Tom tomas.kuchta.lists at gmail.com
Sun Apr 2 19:52:28 UTC 2017


Please try to understand - site:lists.pdxlinux.org is just a filter to
show relevant data from the mountain of search. It is all there, it
just needs to be pulled out using the query language of the search
engine.
What I am trying to say is - you need to be able to express what you
are looking for and - do efficiently in one simple sentence. If you
came to me and say "Comcast" you would probably hear something on the
top of my mind related to that term - My contract renewal is coming,
and they are one of the nastiest companies I had to deal with, ever.
That is all greatly "interesting", but probably not what you are
looking for to find out.
With the amount of stuff indexed by search engines, like with humans or
programming, it is the skill/art of expression to be able to ask the
right way in order to obtain the answers you are looking for. 
I consider myself human, at times, I skimmed your posts related to this
subject - honestly I cannot tell what you are talking about, not to
mention what answer you might be seeking. Part of it is that I do not
know much about the state of your mind, and I also do not know anything
about Usenet at this moment.
Not trying to defend AI/robots/GoogleProgramers - See how inefficient
and ambiguous is my answer above, most people would be done with
reading and trying to understand by the second sentence.
Yours truly, philosopher, Tomas
On Sun, 2017-04-02 at 05:56 -0500, Richard Owlett wrote:
> {rearranged text to maintain flow of thought;}
> On 04/02/2017 12:47 AM, Tom wrote:
> > On Sat, 2017-04-01 at 09:18 -0500, Richard Owlett wrote:
> > [SNIP]
> > > 
> > > Search engines aren't intelligent enough. They can retrieve
> > > individual posts with a keyword. They will likely return a
> > > link if the keyword is in the group's or list's name/title.

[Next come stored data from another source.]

//! Voice pool state guarded by the engine mutex.
//!
//! Everything the render thread and the control surface share lives in [`MixerCore`]:
//! voice slots, the active-voice table, resample bindings, voice groups, the listener
//! and the global filter chain. The façade in `engine::Mixer` owns it behind a
//! `parking_lot::Mutex` and never hands out references that outlive the lock.

use polymix_core::constants::{
    FILTERS_PER_STREAM, MAX_CHANNELS, PLAY_INDEX_MASK, SAMPLE_GRANULARITY, VOICE_COUNT,
};
use polymix_core::{
    DeviceParams, EngineConfig, Fader, FaderStep, FilterContext, FilterInstance, Handle, Vec3,
};

use super::PlayParams;
use super::spatial::Listener;
use super::voice::{ResampleBuffers, Voice};
use crate::sources::{Instance, SourceProperties};

pub(crate) struct MixerCore {
    pub voices: Vec<Option<Box<Voice>>>,
    /// One past the highest slot that may hold a voice
    pub max_used: usize,
    pub play_index: u32,
    pub next_source_id: u32,

    /// Slots selected for mixing, tick voices first
    pub active: Vec<usize>,
    pub active_count: usize,
    pub active_dirty: bool,
    pub max_active: usize,

    /// Owner slot of every resample buffer pair
    pub bindings: Vec<Option<usize>>,
    pub pool: Vec<ResampleBuffers>,
    pub seek_scratch: Vec<f32>,

    pub groups: Vec<Option<Vec<Handle>>>,
    pub listener: Listener,
    pub speakers: [Vec3; MAX_CHANNELS],

    pub global_filters: [Option<Box<dyn FilterInstance>>; FILTERS_PER_STREAM],
    pub global_volume: f32,
    pub global_volume_fader: Fader,

    pub stream_time: f64,
    /// Anchor shared by clocked plays issued between two render calls
    pub last_clocked_time: Option<f64>,
    pub config: EngineConfig,
    pub device: DeviceParams,
}

impl MixerCore {
    pub fn new(config: EngineConfig) -> Self {
        let max_active = config.max_active_voices.clamp(1, VOICE_COUNT);
        let device = config.requested_device();
        Self {
            voices: (0..VOICE_COUNT).map(|_| None).collect(),
            max_used: 0,
            play_index: 0,
            next_source_id: 1,
            active: vec![0; VOICE_COUNT],
            active_count: 0,
            active_dirty: false,
            max_active,
            bindings: vec![None; max_active],
            pool: (0..max_active).map(|_| ResampleBuffers::new()).collect(),
            seek_scratch: vec![0.0; SAMPLE_GRANULARITY * MAX_CHANNELS],
            groups: Vec::new(),
            listener: Listener::new(config.speed_of_sound),
            speakers: [Vec3::ZERO; MAX_CHANNELS],
            global_filters: std::array::from_fn(|_| None),
            global_volume: 1.0,
            global_volume_fader: Fader::Inactive,
            stream_time: 0.0,
            last_clocked_time: None,
            config,
            device,
        }
    }

    /// Slot a handle refers to. Groups resolve to their first live member.
    pub fn slot_of(&self, handle: Handle) -> Option<usize> {
        if let Some(group) = handle.group_index() {
            let members = self.groups.get(group)?.as_ref()?;
            return members.iter().find_map(|&member| self.slot_of(member));
        }
        let slot = handle.slot()?;
        let voice = self.voices.get(slot)?.as_deref()?;
        (voice.play_index & PLAY_INDEX_MASK == handle.play_index()).then_some(slot)
    }

    pub fn voice(&self, handle: Handle) -> Option<&Voice> {
        let slot = self.slot_of(handle)?;
        self.voices[slot].as_deref()
    }

    /// Run `f` for the voice behind `handle`, or for every member of a group.
    pub fn for_each_slot(&mut self, handle: Handle, mut f: impl FnMut(&mut Self, usize)) {
        if let Some(group) = handle.group_index() {
            let Some(Some(members)) = self.groups.get(group) else {
                return;
            };
            for member in members.clone() {
                if let Some(slot) = self.slot_of(member) {
                    f(self, slot);
                }
            }
        } else if let Some(slot) = self.slot_of(handle) {
            f(self, slot);
        }
    }

    pub fn for_each_voice(&mut self, handle: Handle, mut f: impl FnMut(&mut Voice)) {
        self.for_each_slot(handle, |core, slot| {
            if let Some(voice) = core.voices[slot].as_deref_mut() {
                f(voice);
            }
        });
    }

    /// First empty slot, or the oldest unprotected voice which gets stopped to make room.
    pub fn find_free_voice(&mut self) -> Option<usize> {
        if self.max_used > 0 && self.voices[self.max_used - 1].is_none() {
            self.max_used -= 1;
        }

        if let Some(slot) = self.voices.iter().position(Option::is_none) {
            self.max_used = self.max_used.max(slot + 1);
            return Some(slot);
        }

        let (victim, play_index) = self.voices[..self.max_used]
            .iter()
            .enumerate()
            .filter_map(|(slot, voice)| {
                let voice = voice.as_deref()?;
                (!voice.flags.protected).then_some((slot, voice.play_index))
            })
            .min_by_key(|&(_, play_index)| play_index)?;
        log::debug!("Evicting voice in slot {victim} (play index {play_index})");
        self.stop_voice(victim);
        Some(victim)
    }

    /// Place a freshly built voice in the pool. Returns null if every slot is protected.
    pub fn start_voice(
        &mut self,
        mut voice: Box<Voice>,
        props: &SourceProperties,
        params: PlayParams,
    ) -> Handle {
        let Some(slot) = self.find_free_voice() else {
            log::warn!("Every voice slot is protected, dropping play request");
            return Handle::NULL;
        };

        voice.source_id = props.assign_source_id(&mut self.next_source_id);
        voice.bus = params.bus;
        voice.play_index = self.play_index;
        voice.handle = Handle::for_voice(slot, self.play_index);
        self.play_index = (self.play_index + 1) & PLAY_INDEX_MASK;

        if matches!(voice.instance, Instance::Bus(_)) {
            voice.base_sample_rate = self.device.sample_rate as f32;
        }
        voice.flags.paused = params.paused;
        voice.set_pan(params.pan);
        voice.set_volume(if params.volume < 0.0 {
            props.volume
        } else {
            params.volume
        });
        voice.set_speed(1.0);
        voice.snap_channel_volume();

        let handle = voice.handle;
        self.voices[slot] = Some(voice);
        self.active_dirty = true;
        handle
    }

    pub fn stop_voice(&mut self, slot: usize) {
        if let Some(voice) = self.voices.get_mut(slot).and_then(Option::take) {
            self.release_voice(slot, voice);
        }
    }

    /// Tear down a voice already taken out of `slot`. Stopping a bus stops its children.
    pub fn release_voice(&mut self, slot: usize, voice: Box<Voice>) {
        self.active_dirty = true;
        if let Some(binding) = voice.binding {
            if self.bindings.get(binding) == Some(&Some(slot)) {
                self.bindings[binding] = None;
            }
        }
        voice.instance.detach(voice.handle);

        if matches!(voice.instance, Instance::Bus(_)) {
            for child in 0..self.max_used {
                let routed = self.voices[child]
                    .as_deref()
                    .is_some_and(|v| v.bus == voice.handle);
                if routed {
                    self.stop_voice(child);
                }
            }
        }
    }

    pub fn stop_all(&mut self) {
        for slot in 0..self.max_used {
            self.stop_voice(slot);
        }
    }

    /// Advance per-voice clocks and evaluate every voice fader for a buffer of `dt` seconds.
    pub fn tick_faders(&mut self, dt: f64) {
        let global_fading = self.global_volume_fader.is_active();
        for slot in 0..self.max_used {
            let Some(voice) = self.voices[slot].as_deref_mut() else {
                continue;
            };
            if voice.flags.paused {
                continue;
            }

            voice.active_fader = global_fading;
            voice.stream_time += dt;
            voice.stream_position += dt * voice.overall_speed as f64;
            let now = voice.stream_time;

            if let Some(speed) = voice.speed_fader.step(now).value() {
                if speed > 0.0 {
                    voice.set_speed(speed);
                }
                voice.active_fader = true;
            }
            if let Some(volume) = voice.volume_fader.step(now).value() {
                voice.set_volume(volume);
                voice.active_fader = true;
                self.active_dirty = true;
            }
            if let Some(pan) = voice.pan_fader.step(now).value() {
                voice.set_pan(pan);
                voice.active_fader = true;
            }
            if let FaderStep::Finished(_) = voice.pause_scheduler.step(now) {
                voice.flags.paused = true;
                self.active_dirty = true;
            }
            if let FaderStep::Finished(_) = voice.stop_scheduler.step(now) {
                self.stop_voice(slot);
            }
        }
    }

    /// Voices currently routed into `bus`.
    pub fn count_bus_voices(&self, bus: Handle) -> usize {
        self.voices[..self.max_used]
            .iter()
            .flatten()
            .filter(|v| v.bus == bus)
            .count()
    }
}

impl FilterContext for MixerCore {
    fn bus_level(&self, bus: Handle) -> Option<f32> {
        match &self.voice(bus)?.instance {
            Instance::Bus(instance) => Some(instance.level()),
            _ => None,
        }
    }
}

impl Default for MixerCore {
    fn default() -> Self {
        Self::new(EngineConfig::default())
    }
}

> > > But will give no hint that a particular topic is "on topic".
> > > For example if one was looking for
> > > information on "Debian", "Ubuntu", or "Comcast", I know of no
> > > search
> > > engine that would return "lists.pdxlinux.org".
> > > 
> > Try Google searching for: Comcast site:lists.pdxlinux.org
> > https://www.google.com/search?q=Comcast+site:lists.pdxlinux.org
> 
> That actually demonstrates the point I was trying {unsuccessfully?} 
> trying to make. I.E. if you want to if a subject is covered by a 
> specific list then do a "site search". However there is no method for
> discovering a previously unknown site that covers a subject. THAT 
> requires human intelligence not AI.
> (that link claims 59 results is "About 3,720 results" ;/)
> 
> 
> > See other Google search details:
> > https://support.google.com/websearch/answer/2466433?hl=en
> > https://www.lifewire.com/advanced-google-search-3482174
> 
> I won't say what I think those links say about Google Inc. They did 
> suggest a way however to *COERCE* it to be a search engine.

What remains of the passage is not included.